Backpressure via Semaphore
Each worker maintains a semaphore limiting concurrent jobs:
let available = semaphore.available_permits();
if available == 0 {
continue; // At capacity, skip polling
}
let batch_size = available.min(config.batch_size);
let jobs = queue.claim(worker_id, &capabilities, batch_size).await?;
Workers only poll when they have capacity. Overloaded workers stop claiming. Jobs queue until capacity frees. This backpressure propagates naturally without coordination between nodes.
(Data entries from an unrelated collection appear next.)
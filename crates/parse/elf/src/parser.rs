//! The staged ELF64 decoder.
//!
//! [`ElfParser`] owns the raw file bytes and decodes them in four stages:
//! header, program headers, section headers, symbols. Each stage runs at
//! most once, only after the stages it depends on, and either commits all
//! of its records or none of them.

use alloc::boxed::Box;
use alloc::vec::Vec;

#[cfg(feature = "std")]
use std::path::{Path, PathBuf};

use crate::handlers::Handlers;
use crate::header::{ElfError, FileHeader};
use crate::record::{check_range, decode_records, to_usize};
use crate::section::{SHT_NOBITS, STRTAB, SYMTAB, SectionHeader, StringTable};
use crate::segment::{LoadSegment, ProgramHeader};
use crate::status::ParseStatus;
use crate::symbol::Symbol;
use crate::table::NamedTable;

/// Section index escape: the real `e_shstrndx` is in section 0's `sh_link`.
pub const SHN_XINDEX: u16 = 0xffff;

/// Where the parser's bytes come from.
#[derive(Debug)]
enum Source {
    /// Supplied by the caller at construction.
    Bytes,
    /// Read from disk by [`ElfParser::load`].
    #[cfg(feature = "std")]
    Path(PathBuf),
}

/// Staged, demand-driven ELF64 parser.
///
/// ```
/// use elfscope_elf::ElfParser;
///
/// fn symbol_names(image: Vec<u8>) -> Result<Vec<String>, elfscope_elf::ElfError> {
///     let mut parser = ElfParser::from_bytes(image);
///     parser.parse()?;
///     Ok(parser.symbols().iter().map(|(name, _)| name.to_string()).collect())
/// }
/// ```
#[derive(Debug)]
pub struct ElfParser {
    source: Source,
    buffer: Vec<u8>,
    status: ParseStatus,
    handlers: Handlers,
    header: Option<FileHeader>,
    program_headers: Vec<ProgramHeader>,
    sections: NamedTable<SectionHeader>,
    symbols: NamedTable<Symbol>,
}

impl ElfParser {
    fn with_source(source: Source, buffer: Vec<u8>, status: ParseStatus) -> Self {
        Self {
            source,
            buffer,
            status,
            handlers: Handlers::default(),
            header: None,
            program_headers: Vec::new(),
            sections: NamedTable::new(),
            symbols: NamedTable::new(),
        }
    }

    /// Creates a parser over an in-memory image. The buffer counts as loaded.
    #[must_use]
    pub fn from_bytes(data: Vec<u8>) -> Self {
        Self::with_source(
            Source::Bytes,
            data,
            ParseStatus::default().advance(ParseStatus::LOADED),
        )
    }

    /// Creates a parser bound to a file. Nothing is read until [`load`](Self::load).
    #[cfg(feature = "std")]
    #[must_use]
    pub fn open(path: impl AsRef<Path>) -> Self {
        Self::with_source(
            Source::Path(path.as_ref().to_path_buf()),
            Vec::new(),
            ParseStatus::default(),
        )
    }

    /// Reads the bound file into memory, once.
    ///
    /// # Errors
    ///
    /// Returns [`ElfError::Io`] if the file cannot be read. The parser stays
    /// unloaded and every stage remains a no-op.
    pub fn load(&mut self) -> Result<(), ElfError> {
        if self.status.loaded() {
            return Ok(());
        }
        match &self.source {
            Source::Bytes => {}
            #[cfg(feature = "std")]
            Source::Path(path) => {
                self.buffer = std::fs::read(path).map_err(|e| ElfError::Io {
                    kind: e.kind(),
                    path: path.display().to_string(),
                })?;
            }
        }
        self.status = self.status.advance(ParseStatus::LOADED);
        Ok(())
    }

    /// Loads the file if needed and runs every stage in order.
    ///
    /// Returns immediately once the file has been fully read.
    ///
    /// # Errors
    ///
    /// Returns the first error raised by loading or by any stage.
    pub fn parse(&mut self) -> Result<(), ElfError> {
        self.load()?;
        if self.status.is_complete() {
            return Ok(());
        }
        self.read_header()?;
        self.read_program_headers()?;
        self.read_section_table()?;
        self.read_symbol_table()
    }

    /// Header stage: decodes the file header at offset 0.
    ///
    /// No-op until loaded, and after it has succeeded once.
    ///
    /// # Errors
    ///
    /// Returns [`ElfError::Truncated`] for a buffer shorter than 64 bytes, or
    /// an identification error for a non-ELF64 file.
    pub fn read_header(&mut self) -> Result<(), ElfError> {
        if !self.status.loaded() || self.status.header_read() {
            return Ok(());
        }
        let header = FileHeader::parse(&self.buffer)?;
        self.handlers.header(&header);
        self.header = Some(header);
        self.status = self.status.advance(ParseStatus::HEADER_READ);
        Ok(())
    }

    /// Program header stage: decodes `e_phnum` entries at `e_phoff`.
    ///
    /// A file with `e_phoff == 0` has no program headers; the stage then
    /// does nothing and stays incomplete.
    ///
    /// # Errors
    ///
    /// Returns [`ElfError::OutOfBounds`] if the table runs past the buffer.
    pub fn read_program_headers(&mut self) -> Result<(), ElfError> {
        let Some(hdr) = self.header else {
            return Ok(());
        };
        if self.status.program_headers_read() || hdr.e_phoff == 0 {
            return Ok(());
        }
        let phdrs: Vec<ProgramHeader> = decode_records(
            &self.buffer,
            hdr.e_phoff,
            usize::from(hdr.e_phnum),
            hdr.endian(),
        )?
        .collect();

        self.handlers.program_headers(&phdrs);
        self.program_headers = phdrs;
        self.status = self.status.advance(ParseStatus::PROGRAM_HEADERS_READ);
        Ok(())
    }

    /// Section stage: decodes the section header table and names every
    /// entry through the section at `e_shstrndx`.
    ///
    /// Once the table has been read, every call re-dispatches the section
    /// handler over it without decoding again.
    ///
    /// # Errors
    ///
    /// Returns [`ElfError::InvalidIndex`] if `e_shstrndx` is not a decoded
    /// section, or a bounds error if the table or a name lies outside the
    /// buffer.
    pub fn read_section_table(&mut self) -> Result<(), ElfError> {
        let Some(hdr) = self.header else {
            return Ok(());
        };
        if !self.status.section_table_read() && hdr.e_shoff > 0 {
            self.sections = self.decode_sections(&hdr)?;
            self.status = self.status.advance(ParseStatus::SECTION_TABLE_READ);
        }
        if self.status.section_table_read() {
            self.handlers.sections(self.sections.iter());
        }
        Ok(())
    }

    fn decode_sections(&self, hdr: &FileHeader) -> Result<NamedTable<SectionHeader>, ElfError> {
        let endian = hdr.endian();
        let mut count = usize::from(hdr.e_shnum);
        let mut strndx = usize::from(hdr.e_shstrndx);

        // Extended numbering keeps the real values in section 0.
        if hdr.e_shnum == 0 || hdr.e_shstrndx == SHN_XINDEX {
            let first = decode_records::<SectionHeader>(&self.buffer, hdr.e_shoff, 1, endian)?
                .next()
                .ok_or(ElfError::InvalidIndex { index: 0, count: 0 })?;
            if hdr.e_shnum == 0 {
                count = to_usize(first.sh_size, self.buffer.len())?;
            }
            if hdr.e_shstrndx == SHN_XINDEX {
                strndx = first.sh_link as usize;
            }
        }

        let decoded: Vec<SectionHeader> =
            decode_records(&self.buffer, hdr.e_shoff, count, endian)?.collect();
        let shstrtab = decoded.get(strndx).ok_or(ElfError::InvalidIndex {
            index: strndx,
            count: decoded.len(),
        })?;
        let names = StringTable::for_section(&self.buffer, shstrtab);

        let mut table = NamedTable::new();
        for shdr in &decoded {
            table.insert(names.get(shdr.sh_name)?, *shdr);
        }
        Ok(table)
    }

    /// Symbol stage: decodes `.symtab` and names each symbol through `.strtab`.
    ///
    /// No-op until the section table has been read, and after it has
    /// succeeded once.
    ///
    /// # Errors
    ///
    /// Returns [`ElfError::MissingSection`] if `.symtab` or `.strtab` is
    /// absent, [`ElfError::InvalidEntrySize`] for a zero `sh_entsize`, or a
    /// bounds error.
    pub fn read_symbol_table(&mut self) -> Result<(), ElfError> {
        let Some(hdr) = self.header else {
            return Ok(());
        };
        if !self.status.section_table_read() || self.status.symbol_table_read() {
            return Ok(());
        }
        let symtab = *self
            .sections
            .get(SYMTAB)
            .ok_or(ElfError::MissingSection(SYMTAB))?;
        let strtab = *self
            .sections
            .get(STRTAB)
            .ok_or(ElfError::MissingSection(STRTAB))?;
        if symtab.sh_entsize == 0 {
            return Err(ElfError::InvalidEntrySize {
                section: SYMTAB,
                entsize: 0,
            });
        }

        let count = to_usize(symtab.sh_size / symtab.sh_entsize, self.buffer.len())?;
        let names = StringTable::for_section(&self.buffer, &strtab);
        let mut table = NamedTable::new();
        for sym in decode_records::<Symbol>(&self.buffer, symtab.sh_offset, count, hdr.endian())? {
            table.insert(names.get(sym.st_name)?, sym);
        }

        self.symbols = table;
        self.status = self.status.advance(ParseStatus::SYMBOL_TABLE_READ);
        self.handlers.symbols(self.symbols.iter());
        Ok(())
    }

    /// Registers the header callback.
    pub fn set_header_handler(&mut self, handler: impl FnMut(&FileHeader) + 'static) {
        self.handlers.header = Some(Box::new(handler));
    }

    /// Registers the per-entry program header callback.
    pub fn set_program_header_handler(&mut self, handler: impl FnMut(&ProgramHeader) + 'static) {
        self.handlers.program_header = Some(Box::new(handler));
    }

    /// Registers the per-entry section callback.
    pub fn set_section_handler(&mut self, handler: impl FnMut(&SectionHeader, &str) + 'static) {
        self.handlers.section = Some(Box::new(handler));
    }

    /// Registers the per-entry symbol callback.
    pub fn set_symbol_handler(&mut self, handler: impl FnMut(&Symbol, &str) + 'static) {
        self.handlers.symbol = Some(Box::new(handler));
    }

    /// Current stage progress.
    #[must_use]
    pub fn status(&self) -> ParseStatus {
        self.status
    }

    /// The loaded bytes (empty before loading).
    #[must_use]
    pub fn data(&self) -> &[u8] {
        &self.buffer
    }

    /// The decoded file header.
    #[must_use]
    pub fn header(&self) -> Option<&FileHeader> {
        self.header.as_ref()
    }

    /// Program headers in file order.
    #[must_use]
    pub fn program_headers(&self) -> &[ProgramHeader] {
        &self.program_headers
    }

    /// `PT_LOAD` segments with their file-backed bytes.
    pub fn load_segments(&self) -> impl Iterator<Item = LoadSegment<'_>> {
        self.program_headers
            .iter()
            .filter(|p| p.is_load())
            .map(|p| LoadSegment::new(p, &self.buffer))
    }

    /// Sections by name.
    #[must_use]
    pub fn sections(&self) -> &NamedTable<SectionHeader> {
        &self.sections
    }

    /// The last section with the given name.
    #[must_use]
    pub fn section(&self, name: &str) -> Option<&SectionHeader> {
        self.sections.get(name)
    }

    /// The first section (in file order) of the given type.
    #[must_use]
    pub fn find_section_by_type(&self, sh_type: u32) -> Option<(&str, &SectionHeader)> {
        self.sections.all().find(|(_, s)| s.sh_type == sh_type)
    }

    /// The bytes a section occupies in the file. `SHT_NOBITS` sections have none.
    ///
    /// # Errors
    ///
    /// Returns [`ElfError::OutOfBounds`] if the section lies outside the buffer.
    pub fn section_data(&self, shdr: &SectionHeader) -> Result<&[u8], ElfError> {
        if shdr.sh_type == SHT_NOBITS {
            return Ok(&[]);
        }
        let end = check_range(shdr.sh_offset, shdr.sh_size, self.buffer.len())?;
        let start = end - to_usize(shdr.sh_size, self.buffer.len())?;
        Ok(&self.buffer[start..end])
    }

    /// Symbols by name.
    #[must_use]
    pub fn symbols(&self) -> &NamedTable<Symbol> {
        &self.symbols
    }

    /// The last symbol with the given name.
    #[must_use]
    pub fn symbol(&self, name: &str) -> Option<&Symbol> {
        self.symbols.get(name)
    }

    /// Defined function symbols, sorted by address.
    #[must_use]
    pub fn functions(&self) -> Vec<(&str, &Symbol)> {
        let mut funcs: Vec<_> = self
            .symbols
            .iter()
            .filter(|(name, sym)| !name.is_empty() && sym.is_defined_function())
            .collect();
        funcs.sort_by_key(|(_, sym)| sym.st_value);
        funcs
    }

    /// The function symbol covering `addr`, if any.
    #[must_use]
    pub fn symbol_for_address(&self, addr: u64) -> Option<(&str, &Symbol)> {
        let funcs = self.functions();
        let idx = funcs.partition_point(|(_, sym)| sym.st_value <= addr);
        let (name, sym) = *funcs.get(idx.checked_sub(1)?)?;
        sym.contains(addr).then_some((name, sym))
    }
}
Priority Queue per Capability
Within each capability pool, jobs are ordered by priority:
ORDER BY priority DESC, scheduled_at ASC
A critical GPU job preempts a background GPU job. Priority operates within capability boundaries. Cross-capability priority comparison does not occur since workers claim from disjoint pools.
Scaling by Capability
Add workers to specific pools as demand grows:
# Scale GPU pool
FORGE_NODE_CAPABILITIES=gpu forge serve
# Scale media pool
FORGE_NODE_CAPABILITIES=media forge serve
# Scale general pool
FORGE_NODE_CAPABILITIES=general forge serve
Environment variables override forge.toml for container orchestration. Kubernetes can scale deployments per capability using separate node pools or taints/tolerations.
Testing
Test jobs execute without capability routing by default.
#[tokio::test]
async fn test_gpu_job() {
let ctx = TestJobContext::builder("train_model")
.build();
let args = TrainArgs {
dataset_path: "test_data".into(),
hyperparams: default_params(),
};
let result = train_model(&ctx, args).await;
assert!(result.is_ok());
}
Capability routing is a deployment concern. Tests verify job logic independent of which worker runs it.